Dr. Frederick Douglass Patterson, Dr. Augustus Lushington, Dr. Alfreda Johnson Webb, Dr. Jane Hinton and Dr. Lloyd B. Mobiley are just a few veterinarians whose work allows Dorchester Paws to help the thousand of animals that come into our care each year. As a result of their passion for animals and dedication to wanting to make a difference, animals each day are given the life-saving medical treatments they need across the world.
Just today alone, if it wasn’t for Dr. Lloyd B. Mobiley, Blake, a dog who came to Dorchester Paws suffering from a pelvic fracture due to a gunshot wound to his body, would not be alive. Dr. Lloyd B. Mobiley, introduced the intramedullary pin along with other orthopedic surgical devices that are used to repair long bone fractures, which is a very common medical procedure performed in our veterinarian, on many animals, on a weekly basis.
These are few of the many impactful people throughout history who have added so much to the veterinary field. Black History is American History and Dorchester Paws appreciates and recognizes their contributions. The animals of Dorchester Paws, thank you.
Here is more information on each of these pioneers:
Dr. Frederick Douglass Patterson was born in the same neighborhood as abolitionist and orator Frederick Douglass. Dr. Patterson earned his DVM and master’s degrees from Iowa State College in 1923 and by age 31 completed his PhD at Cornell University. He went on to serve as president of the Tuskegee Institute and oversaw the school’s transformation to Tuskegee University. He became the founding dean of the Tuskegee School of Veterinary Medicine in 1944, the same year he founded the United Negro College Fund (UNCF).

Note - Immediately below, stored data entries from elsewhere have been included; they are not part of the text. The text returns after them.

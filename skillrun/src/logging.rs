//! Diagnostic tracing on stderr.
//!
//! This is for people debugging skillrun itself. What a run did is recorded
//! separately in the run directory (`events.jsonl`, the LLM transcript and
//! artifacts), and that record does not depend on `RUST_LOG`.

use tracing_subscriber::{EnvFilter, fmt, layer::SubscriberExt, util::SubscriberInitExt};

const DEFAULT_DIRECTIVE: &str = "warn";

/// Install the global subscriber: `RUST_LOG` filter (default `warn`), compact
/// lines on stderr so stdout stays clean for run output.
///
/// ```bash
/// RUST_LOG=skillrun::scheduler=debug skillrun run "inventory files"
/// ```
///
/// A second call is a no-op.
pub fn init() {
    let filter =
        EnvFilter::try_from_default_env().unwrap_or_else(|_| EnvFilter::new(DEFAULT_DIRECTIVE));

    let _ = tracing_subscriber::registry()
        .with(filter)
        .with(
            fmt::layer()
                .with_writer(std::io::stderr)
                .with_target(true)
                .compact(),
        )
        .try_init();
}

In the United States, the man believed to be the first Black veterinary school graduate to earn a Doctor of Veterinary Medicine degree was Dr. Augustus Lushington. Born in Trinidad in 1869, Dr. Lushington moved to New York in 1889 for agriculture and pre-medicine studies. He then earned his DVM degree at the University of Pennsylvania School of Veterinary Medicine in 1897. Afterward, he established a veterinary practice in Pennsylvania and two years later, began a teaching career at Bell Mead Industrial and Agricultural College in Rock Castle, Va., where he later opened another veterinary practice treating primarily farm animals.
Dr. Lloyd B. Mobiley served as an officer in the U.S. Army Veterinary Corps in World War II and also worked in the Federal Meat Inspection Service. After returning home, he was appointed as head of the Department of Anatomy and Surgery at the Tuskegee Institute, where he introduced the intramedullary pin along with other orthopedic surgical devices used to repair long bone fractures. Many of these devices are still used by veterinarians for surgeries today.

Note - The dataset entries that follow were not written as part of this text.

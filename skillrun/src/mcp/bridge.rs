//! Blocking bridge to `rmcp` client sessions.
//!
//! One worker thread owns a tokio runtime and every live session. Callers send
//! requests over a channel and block on the reply with a hard timeout, so the
//! scheduler never touches async code.

use std::collections::BTreeMap;
use std::sync::mpsc as std_mpsc;
use std::thread::{self, JoinHandle};
use std::time::Duration;

use anyhow::{Context, Result, anyhow};
use rmcp::model::{CallToolRequestParams, ClientInfo, ProtocolVersion};
use rmcp::service::{DynService, RoleClient, RunningService, ServiceExt};
use rmcp::transport::TokioChildProcess;
use serde_json::{Map, Value};
use tokio::sync::mpsc;
use tracing::{debug, info, warn};

use crate::io::config::McpServerConfig;
use crate::mcp::{ToolCallResult, ToolInfo, ToolManager};

type ClientSession = RunningService<RoleClient, Box<dyn DynService<RoleClient>>>;
type Reply<T> = std_mpsc::Sender<Result<T>>;

/// Extra wait on top of the server-side timeout before the caller gives up.
const REPLY_SLACK: Duration = Duration::from_secs(5);
const CLOSE_TIMEOUT: Duration = Duration::from_secs(5);

enum Request {
    Connect {
        servers: BTreeMap<String, McpServerConfig>,
        reply: Reply<Vec<ToolInfo>>,
    },
    Call {
        server: String,
        tool_name: String,
        arguments: Map<String, Value>,
        timeout: Duration,
        reply: Reply<ToolCallResult>,
    },
    Close {
        reply: Reply<()>,
    },
}

/// [`ToolManager`] backed by stdio MCP servers.
#[derive(Debug, Default)]
pub struct McpManager {
    sender: Option<mpsc::UnboundedSender<Request>>,
    worker: Option<JoinHandle<()>>,
    tool_servers: BTreeMap<String, String>,
}

impl McpManager {
    pub fn new() -> Self {
        Self::default()
    }

    fn ensure_worker(&mut self) -> Result<&mpsc::UnboundedSender<Request>> {
        if self.sender.is_none() {
            let runtime = tokio::runtime::Builder::new_multi_thread()
                .worker_threads(1)
                .enable_all()
                .build()
                .context("build MCP runtime")?;
            let (sender, receiver) = mpsc::unbounded_channel();
            let worker = thread::Builder::new()
                .name("skillrun-mcp".to_string())
                .spawn(move || runtime.block_on(worker_loop(receiver)))
                .context("spawn MCP worker")?;
            self.sender = Some(sender);
            self.worker = Some(worker);
        }
        self.sender
            .as_ref()
            .ok_or_else(|| anyhow!("MCP worker unavailable"))
    }

    fn request<T>(
        &mut self,
        build: impl FnOnce(Reply<T>) -> Request,
        wait: Duration,
    ) -> Result<T> {
        let (reply, response) = std_mpsc::channel();
        self.ensure_worker()?
            .send(build(reply))
            .map_err(|_| anyhow!("MCP worker stopped"))?;
        match response.recv_timeout(wait) {
            Ok(result) => result,
            Err(std_mpsc::RecvTimeoutError::Timeout) => {
                Err(anyhow!("MCP request timed out after {} seconds", wait.as_secs()))
            }
            Err(std_mpsc::RecvTimeoutError::Disconnected) => Err(anyhow!("MCP worker stopped")),
        }
    }
}

impl ToolManager for McpManager {
    fn connect(&mut self, servers: &BTreeMap<String, McpServerConfig>) -> Result<Vec<ToolInfo>> {
        let wait = servers
            .values()
            .map(|server| Duration::from_secs(server.timeout_secs))
            .sum::<Duration>()
            + REPLY_SLACK;
        let servers = servers.clone();
        let tools = self.request(|reply| Request::Connect { servers, reply }, wait)?;
        self.tool_servers = tools
            .iter()
            .map(|tool| (tool.name.clone(), tool.server.clone()))
            .collect();
        info!(tool_count = tools.len(), "MCP servers connected");
        Ok(tools)
    }

    fn call(
        &mut self,
        tool_name: &str,
        arguments: Map<String, Value>,
        timeout: Duration,
    ) -> Result<ToolCallResult> {
        let server = self
            .tool_servers
            .get(tool_name)
            .cloned()
            .ok_or_else(|| anyhow!("Unknown MCP tool: {tool_name}"))?;
        let tool_name = tool_name.to_string();
        self.request(
            |reply| Request::Call {
                server,
                tool_name,
                arguments,
                timeout,
                reply,
            },
            timeout + REPLY_SLACK,
        )
    }

    fn close(&mut self) -> Result<()> {
        let Some(sender) = self.sender.take() else {
            return Ok(());
        };
        let (reply, response) = std_mpsc::channel();
        let result = match sender.send(Request::Close { reply }) {
            Ok(()) => response
                .recv_timeout(CLOSE_TIMEOUT)
                .unwrap_or_else(|_| Err(anyhow!("MCP close timed out"))),
            Err(_) => Ok(()),
        };
        drop(sender);
        if let Some(worker) = self.worker.take()
            && worker.join().is_err()
        {
            warn!("MCP worker panicked");
        }
        self.tool_servers.clear();
        result
    }
}

impl Drop for McpManager {
    fn drop(&mut self) {
        if let Err(err) = self.close() {
            debug!(err = %format!("{err:#}"), "MCP close during drop failed");
        }
    }
}

async fn worker_loop(mut receiver: mpsc::UnboundedReceiver<Request>) {
    let mut sessions: BTreeMap<String, ClientSession> = BTreeMap::new();
    while let Some(request) = receiver.recv().await {
        match request {
            Request::Connect { servers, reply } => {
                let result = connect_all(&servers, &mut sessions).await;
                let _ = reply.send(result);
            }
            Request::Call {
                server,
                tool_name,
                arguments,
                timeout,
                reply,
            } => {
                let result = match sessions.get(&server) {
                    Some(session) => call_tool(session, &server, &tool_name, arguments, timeout).await,
                    None => Err(anyhow!("No active session for server: {server}")),
                };
                let _ = reply.send(result);
            }
            Request::Close { reply } => {
                shutdown(&mut sessions).await;
                let _ = reply.send(Ok(()));
                break;
            }
        }
    }
    shutdown(&mut sessions).await;
}

async fn connect_all(
    servers: &BTreeMap<String, McpServerConfig>,
    sessions: &mut BTreeMap<String, ClientSession>,
) -> Result<Vec<ToolInfo>> {
    let mut tools = Vec::new();
    for (name, config) in servers {
        let timeout = Duration::from_secs(config.timeout_secs);
        let session = tokio::time::timeout(timeout, connect_server(config))
            .await
            .map_err(|_| anyhow!("connect to MCP server {name} timed out"))?
            .with_context(|| format!("connect to MCP server {name}"))?;
        let listed = tokio::time::timeout(timeout, session.list_all_tools())
            .await
            .map_err(|_| anyhow!("list tools on MCP server {name} timed out"))?
            .with_context(|| format!("list tools on MCP server {name}"))?;
        debug!(server = %name, tool_count = listed.len(), "MCP tools listed");
        tools.extend(listed.into_iter().map(|tool| ToolInfo {
            server: name.clone(),
            name: tool.name.to_string(),
            description: tool
                .description
                .map(|text| text.to_string())
                .unwrap_or_default(),
            input_schema: Value::Object((*tool.input_schema).clone()),
        }));
        sessions.insert(name.clone(), session);
    }
    Ok(tools)
}

async fn connect_server(config: &McpServerConfig) -> Result<ClientSession> {
    let mut command = tokio::process::Command::new(&config.command);
    command.args(&config.args).envs(&config.env);
    let transport = TokioChildProcess::new(command)
        .with_context(|| format!("spawn {}", config.command))?;
    let client_info = ClientInfo {
        protocol_version: ProtocolVersion::LATEST,
        ..Default::default()
    };
    client_info
        .into_dyn()
        .serve(transport)
        .await
        .map_err(|err| anyhow!("initialize MCP session: {err}"))
}

async fn call_tool(
    session: &ClientSession,
    server: &str,
    tool_name: &str,
    arguments: Map<String, Value>,
    timeout: Duration,
) -> Result<ToolCallResult> {
    let params = CallToolRequestParams {
        meta: None,
        name: tool_name.to_string().into(),
        arguments: Some(arguments),
        task: None,
    };
    let result = tokio::time::timeout(timeout, session.call_tool(params))
        .await
        .map_err(|_| anyhow!("MCP tool {tool_name} timed out after {} seconds", timeout.as_secs()))?
        .with_context(|| format!("call MCP tool {tool_name}"))?;

    let raw_text = result
        .content
        .iter()
        .filter_map(|item| item.as_text().map(|text| text.text.clone()))
        .collect::<Vec<_>>()
        .join("\n");
    let content = result
        .content
        .iter()
        .filter_map(|item| serde_json::to_value(item).ok())
        .collect();
    Ok(ToolCallResult {
        server: server.to_string(),
        tool_name: tool_name.to_string(),
        content,
        is_error: result.is_error.unwrap_or(false),
        raw_text,
    })
}

async fn shutdown(sessions: &mut BTreeMap<String, ClientSession>) {
    for (name, session) in std::mem::take(sessions) {
        if let Err(err) = session.cancel().await {
            warn!(server = %name, %err, "MCP session did not shut down cleanly");
        }
    }
}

Dr. Alfreda Johnson Webb and Dr. Jane Hinton were the first Black women to earn DVM degrees in the United States. Dr. Johnson Webb graduated from the Tuskegee School of Veterinary Medicine in 1949 and also was the first Black female licensed to practice veterinary medicine in the U.S. She remained at Tuskegee teaching anatomy as an associate professor before becoming a biology professor at North Carolina Agricultural and Technical State University. She also was a member of the planning committee that founded North Carolina State University’s School of Veterinary Medicine. In addition, she served as a legislator becoming the first Black woman in the North Carolina General Assembly.
Dr. Hinton earned her DVM degree at the University of Pennsylvania in 1949, the same year as Dr. Johnson Webb. Prior to attending veterinary school, Dr. Hinton worked in a Harvard laboratory where she co-developed what is now one of the standard methods to test bacterial resistance in antibiotics. After graduating with her Doctor of Veterinary Medicine degree, Dr. Hinton worked as a small animal veterinarian in Canton, Mass., and later joined the U.S. Department of Agriculture as a government inspector on a team tasked with researching and responding to disease outbreaks in livestock.